Livres - Mangas / Manhwa / Manhua

Léviathan de Shiro Kuroi

Titre : Léviathan 

Auteur : Shiro Kuroi

Éditeur vf : Ki-Oon (seinen)

Année de parution vf : 2022-2023

Nombre de tomes vf : 3 (série terminée)

Histoire : Au fin fond de la galaxie, le Léviathan, un immense vaisseau spatial, flotte à la dérive. Quand des pilleurs d’épaves s’y introduisent, ils découvrent le journal intime d’un collégien, Kazuma, relatant les événements qui ont eu lieu dans les entrailles du navire… À sa lecture, l’évidence s’impose : un survivant de la catastrophe se cache quelque part dans le dédale des ruines !
Des années plus tôt, le jeune Kazuma est en plein voyage scolaire vers la Terre. La fête tourne court quand des explosions d’origine inconnue détruisent une partie de la coque du vaisseau ! Voilà les passagers immobilisés au milieu de nulle part… L’adolescent et sa camarade Futaba surprennent alors une conversation entre leur professeur et un robot de maintenance : les réserves d’oxygène sont insuffisantes pour tenir jusqu’à l’arrivée des secours… Le seul espoir de survie est un caisson de cryogénisation niché au cœur du géant de métal. Or, il ne peut contenir qu’une personne… Malheureusement pour les élèves, l’enseignant comprend vite qu’il a été entendu. C’est le début d’une lutte sanglante pour préserver le secret !
Dans un décor angoissant dépeint avec une minutie extrême, Léviathan nous emporte dans un voyage au bout de l’enfer. Comment garder son humanité dans l’étendue glacée de l’espace ?

Mon avis :

Tome 1

Nouvelle création Ki-Oon comme ils ont le chic pour en dénicher. J’adore déjà Lost Children dont je me régale depuis 2018 et Leviathan dans son genre démarre encore mieux.

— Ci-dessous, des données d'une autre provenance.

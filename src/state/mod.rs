//! State module for jobs, tracked URLs and entities
//!
//! # Components
//!
//! - `JobType` / `JobStatus`: which sub-pipelines a job runs and where it is in its lifecycle
//! - `UrlType`: categorizer output bucket
//! - `ScrapeStatus`: per-URL scrape outcome
//! - `EntityStatus`: whether an entity is still listed on the site

mod job_state;
mod url_state;

// Re-export main types
pub use job_state::{JobStatus, JobType};
pub use url_state::{EntityStatus, ScrapeStatus, UrlType};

Découvert dans le Ki-Oon mag de l’année dernière, la série de Shiro Kuroi est une exclusivité française annoncée en 3 tomes et se déclinant dans un format bâtard entre celui des seinen classiques et des grands formats de la collection « Latitude », le tout avec une reliure souple, une jaquette amovible au dessin qui nous interpelle directement par le regard du personnage et des tranches teintées de noir pour mieux nous plonger dans l’ambiance.

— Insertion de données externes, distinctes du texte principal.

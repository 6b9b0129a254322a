use serde::Deserialize;

/// Main configuration structure for Ark-Harvest
#[derive(Debug, Clone, Deserialize)]
pub struct Config {
    pub site: SiteConfig,
    #[serde(default)]
    pub scraper: ScraperConfig,
    #[serde(default)]
    pub content: ContentConfig,
    #[serde(default)]
    pub pipeline: PipelineConfig,
    #[serde(default)]
    pub schedule: ScheduleConfig,
    pub output: OutputConfig,
}

/// Target site configuration
#[derive(Debug, Clone, Deserialize)]
pub struct SiteConfig {
    /// Site root used to absolutize relative links
    #[serde(rename = "base-url")]
    pub base_url: String,

    /// Sitemap index (or plain urlset) to discover from
    #[serde(rename = "sitemap-url")]
    pub sitemap_url: String,

    /// Listing entry points; the built-in ones for `locale` are used when empty
    #[serde(rename = "listing-urls", default)]
    pub listing_urls: Vec<String>,

    #[serde(default = "default_locale")]
    pub locale: String,
}

/// Fetch behavior: rate limit, concurrency, retry policy
#[derive(Debug, Clone, Deserialize)]
pub struct ScraperConfig {
    #[serde(rename = "requests-per-second", default = "default_requests_per_second")]
    pub requests_per_second: f64,

    #[serde(default = "default_burst")]
    pub burst: u32,

    #[serde(rename = "max-concurrent", default = "default_max_concurrent")]
    pub max_concurrent: usize,

    /// Per-attempt timeout in seconds
    #[serde(rename = "timeout-secs", default = "default_timeout_secs")]
    pub timeout_secs: u64,

    #[serde(rename = "max-attempts", default = "default_max_attempts")]
    pub max_attempts: u32,

    #[serde(rename = "backoff-base-ms", default = "default_backoff_base_ms")]
    pub backoff_base_ms: u64,

    #[serde(rename = "backoff-max-ms", default = "default_backoff_max_ms")]
    pub backoff_max_ms: u64,

    #[serde(rename = "user-agent", default = "default_user_agent")]
    pub user_agent: String,
}

/// How content pages are fetched
#[derive(Debug, Clone, Copy, PartialEq, Eq, Deserialize)]
#[serde(rename_all = "lowercase")]
pub enum Renderer {
    Http,
    Headless,
}

/// Content artifact configuration
#[derive(Debug, Clone, Deserialize)]
pub struct ContentConfig {
    /// Directory receiving `{slug}.txt` artifacts
    #[serde(default = "default_content_directory")]
    pub directory: String,

    #[serde(default = "default_renderer")]
    pub renderer: Renderer,

    /// Wait after navigation before reading a rendered page (milliseconds)
    #[serde(rename = "settle-delay-ms", default = "default_settle_delay_ms")]
    pub settle_delay_ms: u64,
}

/// Orchestrator limits
#[derive(Debug, Clone, Deserialize)]
pub struct PipelineConfig {
    /// Pagination cap per listing
    #[serde(rename = "max-pages", default = "default_max_pages")]
    pub max_pages: u32,

    /// Phase-2 rounds and the retry_count cap for failed URLs
    #[serde(rename = "max-retries", default = "default_max_retries")]
    pub max_retries: u32,

    /// Consecutive runs an entity must be missing before it is removed
    #[serde(rename = "removal-confirmations", default = "default_removal_confirmations")]
    pub removal_confirmations: u32,

    #[serde(rename = "stale-job-minutes", default = "default_stale_job_minutes")]
    pub stale_job_minutes: i64,
}

/// Scheduler timing
#[derive(Debug, Clone, Deserialize)]
pub struct ScheduleConfig {
    #[serde(rename = "entity-interval-hours", default = "default_entity_interval_hours")]
    pub entity_interval_hours: u64,

    /// Six-field cron expression (sec min hour day month weekday)
    #[serde(rename = "content-cron", default = "default_content_cron")]
    pub content_cron: String,

    #[serde(rename = "sitemap-cron", default = "default_sitemap_cron")]
    pub sitemap_cron: String,
}

/// Output configuration
#[derive(Debug, Clone, Deserialize)]
pub struct OutputConfig {
    /// Path to the SQLite database file
    #[serde(rename = "database-path")]
    pub database_path: String,
}

fn default_locale() -> String {
    "en".to_string()
}

fn default_requests_per_second() -> f64 {
    0.5
}

fn default_burst() -> u32 {
    3
}

fn default_max_concurrent() -> usize {
    5
}

fn default_timeout_secs() -> u64 {
    30
}

fn default_max_attempts() -> u32 {
    3
}

fn default_backoff_base_ms() -> u64 {
    2_000
}

fn default_backoff_max_ms() -> u64 {
    30_000
}

fn default_user_agent() -> String {
    format!("ark-harvest/{}", env!("CARGO_PKG_VERSION"))
}

fn default_content_directory() -> String {
    "./content".to_string()
}

fn default_renderer() -> Renderer {
    Renderer::Http
}

fn default_settle_delay_ms() -> u64 {
    2_000
}

fn default_max_pages() -> u32 {
    50
}

fn default_max_retries() -> u32 {
    3
}

fn default_removal_confirmations() -> u32 {
    1
}

fn default_stale_job_minutes() -> i64 {
    60
}

fn default_entity_interval_hours() -> u64 {
    4
}

fn default_content_cron() -> String {
    "0 0 2 * * *".to_string()
}

fn default_sitemap_cron() -> String {
    "0 0 1 * * Sun".to_string()
}

impl Default for ScraperConfig {
    fn default() -> Self {
        Self {
            requests_per_second: default_requests_per_second(),
            burst: default_burst(),
            max_concurrent: default_max_concurrent(),
            timeout_secs: default_timeout_secs(),
            max_attempts: default_max_attempts(),
            backoff_base_ms: default_backoff_base_ms(),
            backoff_max_ms: default_backoff_max_ms(),
            user_agent: default_user_agent(),
        }
    }
}

impl Default for ContentConfig {
    fn default() -> Self {
        Self {
            directory: default_content_directory(),
            renderer: default_renderer(),
            settle_delay_ms: default_settle_delay_ms(),
        }
    }
}

impl Default for PipelineConfig {
    fn default() -> Self {
        Self {
            max_pages: default_max_pages(),
            max_retries: default_max_retries(),
            removal_confirmations: default_removal_confirmations(),
            stale_job_minutes: default_stale_job_minutes(),
        }
    }
}

impl Default for ScheduleConfig {
    fn default() -> Self {
        Self {
            entity_interval_hours: default_entity_interval_hours(),
            content_cron: default_content_cron(),
            sitemap_cron: default_sitemap_cron(),
        }
    }
}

L’ambiance, c’est ce qui fait tout le sel de cette série. A peine entrouvrons-nous le tome qu’on se sent plonger dans un mix d’Abyss (pour l’exploration) et d’Alien (pour le huis clos oppressant) avec une grosse pincée de Sa majesté des mouches (pour les enfants cruels), c’est splendide ! On sent que nous sommes en présence d’un mangaka qui maîtrise à merveille les codes de cette SF spatiale à demeure où le vaisseau est le lieu de tous les dangers et les enfants la source de toute la folie, c’est passionnant. Alternant entre un présent où des pilleurs d’épaves explorent le vaisseau, lisant le journal d’un des derniers passagers et cherchant à savoir ce qui a eu lieu, et un passé où l’on suit un groupe de gamins en voyage scolaire à qui il arrive une grosse tuile, on est direct accrochés.

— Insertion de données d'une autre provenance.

//! Retrying scrape executor
//!
//! Wraps a `PageFetcher` with rate limiting, a per-attempt timeout and
//! exponential backoff. Only transient failures are retried; terminal fetch
//! failures and parse errors end the scrape on the spot.

use crate::config::ScraperConfig;
use crate::crawler::fetcher::{FetchResult, PageFetcher};
use crate::crawler::rate_limit::RateLimiter;
use futures::future::join_all;
use std::sync::Arc;
use std::time::Duration;
use thiserror::Error;
use tokio::sync::Semaphore;
use tokio::time::{sleep, timeout};
use tracing::{debug, warn};

/// Structural problems found while parsing a fetched page
#[derive(Debug, Error, Clone, PartialEq, Eq)]
pub enum ParseError {
    #[error("Missing required element: {0}")]
    MissingElement(String),

    #[error("Page has no extractable content")]
    EmptyContent,

    #[error("Invalid page: {0}")]
    Invalid(String),
}

/// Outcome of scraping one URL
#[derive(Debug, Clone)]
pub struct ScrapeResult<T> {
    pub url: String,
    pub success: bool,
    pub payload: Option<T>,
    pub error: Option<String>,
    /// Fetch attempts made, including the successful one
    pub attempts: u32,
}

impl<T> ScrapeResult<T> {
    pub fn succeeded(url: &str, payload: T, attempts: u32) -> Self {
        Self {
            url: url.to_string(),
            success: true,
            payload: Some(payload),
            error: None,
            attempts,
        }
    }

    pub fn failed(url: &str, error: impl Into<String>, attempts: u32) -> Self {
        Self {
            url: url.to_string(),
            success: false,
            payload: None,
            error: Some(error.into()),
            attempts,
        }
    }

    /// Converts into a `Result`, keeping the error message
    pub fn into_result(self) -> Result<T, String> {
        match self.payload {
            Some(payload) if self.success => Ok(payload),
            _ => Err(self
                .error
                .unwrap_or_else(|| "scrape failed without an error".to_string())),
        }
    }
}

/// Attempt count, timeout and backoff for one scrape
#[derive(Debug, Clone, Copy, PartialEq, Eq)]
pub struct RetryPolicy {
    pub max_attempts: u32,
    pub timeout: Duration,
    pub backoff_base: Duration,
    pub backoff_max: Duration,
}

impl Default for RetryPolicy {
    fn default() -> Self {
        Self {
            max_attempts: 3,
            timeout: Duration::from_secs(30),
            backoff_base: Duration::from_secs(2),
            backoff_max: Duration::from_secs(30),
        }
    }
}

impl RetryPolicy {
    pub fn from_config(config: &ScraperConfig) -> Self {
        Self {
            max_attempts: config.max_attempts.max(1),
            timeout: Duration::from_secs(config.timeout_secs),
            backoff_base: Duration::from_millis(config.backoff_base_ms),
            backoff_max: Duration::from_millis(config.backoff_max_ms),
        }
    }

    /// Delay after the given failed attempt (1-based): `base * 2^(attempt-1)`, capped
    pub fn backoff_for(&self, attempt: u32) -> Duration {
        let factor = 2u32.saturating_pow(attempt.saturating_sub(1));
        self.backoff_base
            .checked_mul(factor)
            .unwrap_or(self.backoff_max)
            .min(self.backoff_max)
    }
}

/// Rate-limited, retrying front end to a fetcher
pub struct ScrapeExecutor {
    fetcher: Arc<dyn PageFetcher>,
    limiter: Arc<RateLimiter>,
    policy: RetryPolicy,
}

impl ScrapeExecutor {
    pub fn new(fetcher: Arc<dyn PageFetcher>, limiter: Arc<RateLimiter>, policy: RetryPolicy) -> Self {
        Self {
            fetcher,
            limiter,
            policy,
        }
    }

    /// Fetches a URL and returns the raw body
    pub async fn scrape(&self, url: &str) -> ScrapeResult<String> {
        self.scrape_with(url, |_, body| Ok(body.to_string())).await
    }

    /// Fetches a URL and parses the body
    ///
    /// A token is acquired before every attempt, retries included. The parse
    /// closure receives the final URL and the body; a parse error is
    /// terminal.
    pub async fn scrape_with<T, F>(&self, url: &str, parse: F) -> ScrapeResult<T>
    where
        F: Fn(&str, &str) -> Result<T, ParseError>,
    {
        let mut last_error = String::new();

        for attempt in 1..=self.policy.max_attempts {
            self.limiter.acquire().await;
            debug!(url = %url, attempt, "Fetching");

            let error = match timeout(self.policy.timeout, self.fetcher.fetch(url)).await {
                Err(_) => format!("Timed out after {:?}", self.policy.timeout),
                Ok(FetchResult::Transient { error }) => error,
                Ok(FetchResult::Terminal { error }) => {
                    debug!(url = %url, error = %error, "Terminal fetch failure");
                    return ScrapeResult::failed(url, error, attempt);
                }
                Ok(FetchResult::Success {
                    final_url, body, ..
                }) => {
                    return match parse(&final_url, &body) {
                        Ok(payload) => ScrapeResult::succeeded(url, payload, attempt),
                        Err(e) => {
                            debug!(url = %url, error = %e, "Parse failure");
                            ScrapeResult::failed(url, e.to_string(), attempt)
                        }
                    };
                }
            };

            last_error = error;

            if attempt < self.policy.max_attempts {
                let delay = self.policy.backoff_for(attempt);
                warn!(
                    url = %url,
                    attempt,
                    error = %last_error,
                    delay_ms = delay.as_millis() as u64,
                    "Transient failure, retrying"
                );
                sleep(delay).await;
            }
        }

        ScrapeResult::failed(url, last_error, self.policy.max_attempts)
    }

    /// Scrapes many URLs with at most `max_concurrent` in flight
    ///
    /// Returns exactly one result per input URL, in input order.
    pub async fn scrape_batch(&self, urls: &[String], max_concurrent: usize) -> Vec<ScrapeResult<String>> {
        let semaphore = Semaphore::new(max_concurrent.max(1));

        let tasks = urls.iter().map(|url| {
            let semaphore = &semaphore;
            async move {
                let _permit = match semaphore.acquire().await {
                    Ok(permit) => permit,
                    Err(e) => return ScrapeResult::failed(url, e.to_string(), 0),
                };
                self.scrape(url).await
            }
        });

        join_all(tasks).await
    }
}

L’histoire est fort classique en soi. On se retrouve sur un vaisseau aux allures de bateau fantôme, qui a vécu de sévères avaries et a été déclaré perdu, que des hommes explorent dans le présent. L’ambiance est stressante comme dans Abyss de Cameron. Nous attendons à chaque tournant de tomber sur ce qui a mal tourné et le dessin oppressant de l’auteur aide beaucoup en cela à nous y immerger. Découvrir à travers le journal d’un des anciens passagers ce qui a eu lieu est aussi un classique du genre mais c’est très bien fait. A ses côtés, on est au plus près de ceux qui perdent complètement la tête suite à la catastrophe. On suit caméra à l’épaule la plongée dans le côté sombre de l’âme humaine de chacun des survivants et c’est fascinant.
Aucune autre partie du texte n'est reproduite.